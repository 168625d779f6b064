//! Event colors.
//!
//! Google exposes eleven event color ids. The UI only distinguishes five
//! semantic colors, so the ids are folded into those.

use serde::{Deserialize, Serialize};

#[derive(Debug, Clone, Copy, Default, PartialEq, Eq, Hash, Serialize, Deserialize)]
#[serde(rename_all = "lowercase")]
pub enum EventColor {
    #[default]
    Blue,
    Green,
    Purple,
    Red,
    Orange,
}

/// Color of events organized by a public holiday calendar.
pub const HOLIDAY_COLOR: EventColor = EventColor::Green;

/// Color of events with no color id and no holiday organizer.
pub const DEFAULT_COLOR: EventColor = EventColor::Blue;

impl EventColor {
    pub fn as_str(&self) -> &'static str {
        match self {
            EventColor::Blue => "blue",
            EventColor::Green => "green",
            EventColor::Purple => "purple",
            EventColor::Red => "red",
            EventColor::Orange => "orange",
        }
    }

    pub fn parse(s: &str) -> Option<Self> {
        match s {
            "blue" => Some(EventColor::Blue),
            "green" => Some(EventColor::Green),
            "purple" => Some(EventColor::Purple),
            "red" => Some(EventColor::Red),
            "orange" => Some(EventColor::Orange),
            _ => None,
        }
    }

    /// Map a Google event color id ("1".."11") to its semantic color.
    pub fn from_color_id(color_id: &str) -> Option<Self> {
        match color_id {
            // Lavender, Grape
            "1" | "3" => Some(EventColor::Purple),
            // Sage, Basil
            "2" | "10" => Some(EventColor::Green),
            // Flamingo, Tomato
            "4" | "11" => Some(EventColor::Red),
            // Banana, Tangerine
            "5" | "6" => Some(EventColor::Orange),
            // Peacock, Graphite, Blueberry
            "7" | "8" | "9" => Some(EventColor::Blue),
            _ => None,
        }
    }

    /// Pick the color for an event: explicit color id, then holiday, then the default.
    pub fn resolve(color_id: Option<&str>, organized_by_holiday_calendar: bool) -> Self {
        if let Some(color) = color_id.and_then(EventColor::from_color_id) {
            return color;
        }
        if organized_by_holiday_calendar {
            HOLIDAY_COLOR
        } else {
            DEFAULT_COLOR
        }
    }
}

☆ ☆ ☆

# About this task
Scan the listing and report each line where the word "semantic" shows up.

# Exercise result
//! semantic colors, so the ids are folded into those.
    /// Map a Google event color id ("1".."11") to its semantic color.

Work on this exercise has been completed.